== Dataset

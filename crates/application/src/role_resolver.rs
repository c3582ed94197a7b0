use std::str::FromStr;

use rbac_inspector_core::AppError;
use rbac_inspector_domain::{ApiVersion, CanonicalRole, RoleReference, RolePayload, Rule};
use thiserror::Error;

use crate::rbac_ports::RbacApis;

/// Role resolution failure. Always carries the unchanged input reference.
#[derive(Debug, Clone, PartialEq, Eq, Error)]
pub enum RoleResolutionError {
    /// Reference names a revision outside of the supported set.
    #[error("unsupported version '{}' for role '{}'", .role.version, .role.name)]
    UnsupportedVersion {
        /// Input reference.
        role: RoleReference,
    },
    /// Backend fetch or projection failed.
    #[error("failed to resolve role '{}': {source}", .role.name)]
    Backend {
        /// Input reference.
        role: RoleReference,
        /// Revision-tagged backend error.
        source: AppError,
    },
}

impl RoleResolutionError {
    /// Returns the input reference.
    #[must_use]
    pub fn role(&self) -> &RoleReference {
        match self {
            Self::UnsupportedVersion { role } | Self::Backend { role, .. } => role,
        }
    }

    /// Consumes the error, returning the input reference.
    #[must_use]
    pub fn into_role(self) -> RoleReference {
        match self {
            Self::UnsupportedVersion { role } | Self::Backend { role, .. } => role,
        }
    }
}

/// Fetches role permission rules on demand. No caching: every call hits the backend.
#[derive(Clone)]
pub struct RoleResolver {
    apis: RbacApis,
}

impl RoleResolver {
    /// Creates a resolver over the revision handles.
    #[must_use]
    pub fn new(apis: RbacApis) -> Self {
        Self { apis }
    }

    /// Resolves a role reference into a role with populated rules.
    pub async fn resolve(&self, role: RoleReference) -> Result<CanonicalRole, RoleResolutionError> {
        let Ok(version) = ApiVersion::from_str(role.version.as_str()) else {
            return Err(RoleResolutionError::UnsupportedVersion { role });
        };

        let payload = match self.apis.get(version).get_cluster_role(&role.name).await {
            Ok(payload) => payload,
            Err(error) => {
                return Err(RoleResolutionError::Backend {
                    role,
                    source: error.with_context(version),
                });
            }
        };

        match project_rules(version, payload) {
            Ok(rules) => Ok(CanonicalRole {
                name: role.name,
                version,
                rules,
            }),
            Err(error) => Err(RoleResolutionError::Backend {
                role,
                source: error,
            }),
        }
    }

    /// Resolves the role of a canonical binding.
    pub async fn resolve_role(
        &self,
        role: &CanonicalRole,
    ) -> Result<CanonicalRole, RoleResolutionError> {
        self.resolve(role.reference()).await
    }
}

fn project_rules(version: ApiVersion, payload: RolePayload) -> Result<Vec<Rule>, AppError> {
    let rules = match payload {
        RolePayload::V1(role) if version == ApiVersion::V1 => role
            .rules
            .into_iter()
            .map(|rule| Rule {
                verbs: rule.verbs,
                resources: rule.resources,
            })
            .collect(),
        RolePayload::V1Alpha1(role) if version == ApiVersion::V1Alpha1 => role
            .rules
            .into_iter()
            .map(|rule| Rule {
                verbs: rule.verbs,
                resources: rule.resources,
            })
            .collect(),
        RolePayload::V1Beta1(role) if version == ApiVersion::V1Beta1 => role
            .rules
            .into_iter()
            .map(|rule| Rule {
                verbs: rule.verbs,
                resources: rule.resources,
            })
            .collect(),
        other => {
            return Err(AppError::Conversion(format!(
                "{version}: backend returned a {} cluster role",
                other.version()
            )));
        }
    };

    Ok(rules)
}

====

Retype the portion of the data above that starts on the line with "#[derive(Clone)]" and finishes on the line with "RolePayload::V1(role) if version", including both of those lines.

#[derive(Clone)]
pub struct RoleResolver {
    apis: RbacApis,
}

impl RoleResolver {
    /// Creates a resolver over the revision handles.
    #[must_use]
    pub fn new(apis: RbacApis) -> Self {
        Self { apis }
    }

    /// Resolves a role reference into a role with populated rules.
    pub async fn resolve(&self, role: RoleReference) -> Result<CanonicalRole, RoleResolutionError> {
        let Ok(version) = ApiVersion::from_str(role.version.as_str()) else {
            return Err(RoleResolutionError::UnsupportedVersion { role });
        };

        let payload = match self.apis.get(version).get_cluster_role(&role.name).await {
            Ok(payload) => payload,
            Err(error) => {
                return Err(RoleResolutionError::Backend {
                    role,
                    source: error.with_context(version),
                });
            }
        };

        match project_rules(version, payload) {
            Ok(rules) => Ok(CanonicalRole {
                name: role.name,
                version,
                rules,
            }),
            Err(error) => Err(RoleResolutionError::Backend {
                role,
                source: error,
            }),
        }
    }

    /// Resolves the role of a canonical binding.
    pub async fn resolve_role(
        &self,
        role: &CanonicalRole,
    ) -> Result<CanonicalRole, RoleResolutionError> {
        self.resolve(role.reference()).await
    }
}

fn project_rules(version: ApiVersion, payload: RolePayload) -> Result<Vec<Rule>, AppError> {
    let rules = match payload {
        RolePayload::V1(role) if version == ApiVersion::V1 => role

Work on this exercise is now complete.